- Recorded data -

++++++++++++++++++++

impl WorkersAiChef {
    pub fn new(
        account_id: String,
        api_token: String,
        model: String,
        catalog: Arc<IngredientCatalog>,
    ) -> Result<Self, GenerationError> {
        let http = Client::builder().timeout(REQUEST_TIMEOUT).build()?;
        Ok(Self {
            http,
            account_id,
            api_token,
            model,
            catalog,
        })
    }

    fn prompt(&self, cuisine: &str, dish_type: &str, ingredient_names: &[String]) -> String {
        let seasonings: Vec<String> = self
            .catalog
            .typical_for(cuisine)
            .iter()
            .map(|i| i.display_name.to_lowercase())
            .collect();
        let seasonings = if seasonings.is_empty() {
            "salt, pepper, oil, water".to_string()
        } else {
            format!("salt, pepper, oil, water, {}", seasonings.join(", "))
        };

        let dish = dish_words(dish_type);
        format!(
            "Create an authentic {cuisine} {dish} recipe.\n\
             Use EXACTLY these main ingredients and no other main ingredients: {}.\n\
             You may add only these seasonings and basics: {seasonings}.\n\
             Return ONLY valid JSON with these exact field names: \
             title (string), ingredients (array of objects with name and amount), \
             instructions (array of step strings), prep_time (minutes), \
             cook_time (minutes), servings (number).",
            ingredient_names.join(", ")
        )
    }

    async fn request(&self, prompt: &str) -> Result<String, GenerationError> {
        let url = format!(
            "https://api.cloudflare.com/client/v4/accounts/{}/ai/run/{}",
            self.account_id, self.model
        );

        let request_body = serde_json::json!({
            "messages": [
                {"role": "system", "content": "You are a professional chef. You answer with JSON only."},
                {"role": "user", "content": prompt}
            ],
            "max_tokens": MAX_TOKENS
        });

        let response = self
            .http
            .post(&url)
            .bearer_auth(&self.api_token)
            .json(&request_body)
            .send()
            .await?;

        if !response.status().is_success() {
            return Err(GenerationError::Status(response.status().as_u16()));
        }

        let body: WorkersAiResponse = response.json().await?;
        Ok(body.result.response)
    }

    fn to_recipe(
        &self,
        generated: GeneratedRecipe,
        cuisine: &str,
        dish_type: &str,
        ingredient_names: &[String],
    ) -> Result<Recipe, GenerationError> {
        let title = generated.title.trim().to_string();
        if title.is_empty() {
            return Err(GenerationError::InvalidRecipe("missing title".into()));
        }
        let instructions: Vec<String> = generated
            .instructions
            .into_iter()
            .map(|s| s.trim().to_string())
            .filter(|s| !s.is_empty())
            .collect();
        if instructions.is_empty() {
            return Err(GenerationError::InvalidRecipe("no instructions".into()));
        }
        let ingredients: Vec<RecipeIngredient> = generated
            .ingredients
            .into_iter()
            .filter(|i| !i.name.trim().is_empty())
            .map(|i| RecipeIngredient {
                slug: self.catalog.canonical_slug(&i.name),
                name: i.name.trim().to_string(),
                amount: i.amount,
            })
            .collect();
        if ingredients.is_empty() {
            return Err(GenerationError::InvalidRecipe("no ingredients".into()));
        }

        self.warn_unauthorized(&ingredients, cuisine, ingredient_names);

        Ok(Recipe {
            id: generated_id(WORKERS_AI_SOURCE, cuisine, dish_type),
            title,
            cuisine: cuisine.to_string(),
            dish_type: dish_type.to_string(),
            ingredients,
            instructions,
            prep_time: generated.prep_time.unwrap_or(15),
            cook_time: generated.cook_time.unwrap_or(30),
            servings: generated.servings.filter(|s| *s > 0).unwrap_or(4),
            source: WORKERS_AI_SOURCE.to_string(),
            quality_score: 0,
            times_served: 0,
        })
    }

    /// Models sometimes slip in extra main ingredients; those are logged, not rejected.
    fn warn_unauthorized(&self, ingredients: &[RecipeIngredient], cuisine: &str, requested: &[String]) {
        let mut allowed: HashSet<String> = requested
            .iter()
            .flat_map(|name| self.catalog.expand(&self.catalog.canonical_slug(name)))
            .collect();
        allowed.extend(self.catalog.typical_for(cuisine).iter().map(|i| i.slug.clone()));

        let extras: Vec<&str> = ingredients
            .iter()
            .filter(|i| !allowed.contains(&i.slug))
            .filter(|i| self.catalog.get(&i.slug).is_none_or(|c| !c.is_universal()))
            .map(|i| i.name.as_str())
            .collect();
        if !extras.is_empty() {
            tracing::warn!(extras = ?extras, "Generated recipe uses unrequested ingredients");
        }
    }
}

++++++++++++++++++++

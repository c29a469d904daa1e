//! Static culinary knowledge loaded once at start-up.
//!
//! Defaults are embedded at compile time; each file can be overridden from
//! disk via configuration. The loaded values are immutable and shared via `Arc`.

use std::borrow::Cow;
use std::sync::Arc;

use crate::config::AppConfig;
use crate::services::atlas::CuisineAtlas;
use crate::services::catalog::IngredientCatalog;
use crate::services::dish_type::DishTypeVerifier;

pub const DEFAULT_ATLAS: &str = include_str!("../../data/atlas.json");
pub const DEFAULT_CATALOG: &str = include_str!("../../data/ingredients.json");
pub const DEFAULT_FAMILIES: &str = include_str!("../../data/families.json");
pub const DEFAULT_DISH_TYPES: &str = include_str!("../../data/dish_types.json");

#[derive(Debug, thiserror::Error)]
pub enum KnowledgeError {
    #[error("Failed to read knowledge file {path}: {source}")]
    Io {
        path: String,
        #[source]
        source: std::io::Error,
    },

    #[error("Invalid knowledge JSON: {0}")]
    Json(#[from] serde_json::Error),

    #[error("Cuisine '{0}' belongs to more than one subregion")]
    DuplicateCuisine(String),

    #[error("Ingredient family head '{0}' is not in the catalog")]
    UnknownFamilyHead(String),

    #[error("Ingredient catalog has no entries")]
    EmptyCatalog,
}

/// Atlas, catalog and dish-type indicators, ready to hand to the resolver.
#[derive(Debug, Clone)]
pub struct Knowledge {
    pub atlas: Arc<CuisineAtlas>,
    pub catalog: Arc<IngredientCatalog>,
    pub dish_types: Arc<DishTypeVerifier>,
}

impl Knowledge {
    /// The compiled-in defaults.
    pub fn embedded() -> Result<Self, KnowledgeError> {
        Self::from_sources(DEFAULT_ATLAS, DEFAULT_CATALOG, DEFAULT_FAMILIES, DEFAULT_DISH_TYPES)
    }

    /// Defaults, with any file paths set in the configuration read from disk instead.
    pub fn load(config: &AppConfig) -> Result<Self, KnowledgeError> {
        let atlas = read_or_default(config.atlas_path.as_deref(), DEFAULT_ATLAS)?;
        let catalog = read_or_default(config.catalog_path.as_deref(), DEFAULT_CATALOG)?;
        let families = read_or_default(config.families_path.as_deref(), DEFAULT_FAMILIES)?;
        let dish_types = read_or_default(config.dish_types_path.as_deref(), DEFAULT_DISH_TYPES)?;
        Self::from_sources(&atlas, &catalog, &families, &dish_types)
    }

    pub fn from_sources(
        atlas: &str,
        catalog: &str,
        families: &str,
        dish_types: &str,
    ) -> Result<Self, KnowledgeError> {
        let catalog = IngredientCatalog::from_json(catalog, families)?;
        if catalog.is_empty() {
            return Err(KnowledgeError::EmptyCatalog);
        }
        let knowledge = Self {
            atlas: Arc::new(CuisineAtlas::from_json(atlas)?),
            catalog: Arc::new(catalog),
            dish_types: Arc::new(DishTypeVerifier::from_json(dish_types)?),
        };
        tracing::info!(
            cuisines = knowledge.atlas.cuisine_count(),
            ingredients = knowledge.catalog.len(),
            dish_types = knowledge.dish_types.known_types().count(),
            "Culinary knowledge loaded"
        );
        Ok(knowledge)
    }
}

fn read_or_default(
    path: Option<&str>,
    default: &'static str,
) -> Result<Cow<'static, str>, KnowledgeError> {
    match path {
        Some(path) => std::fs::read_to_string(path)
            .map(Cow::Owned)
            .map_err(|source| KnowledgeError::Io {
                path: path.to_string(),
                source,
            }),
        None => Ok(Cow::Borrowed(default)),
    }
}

++++++++++++++++++++

- TASK STATEMENT -
Could you work out how many lines in the records include "array"? Answer with the number only.

- WRITTEN SOLUTION -
2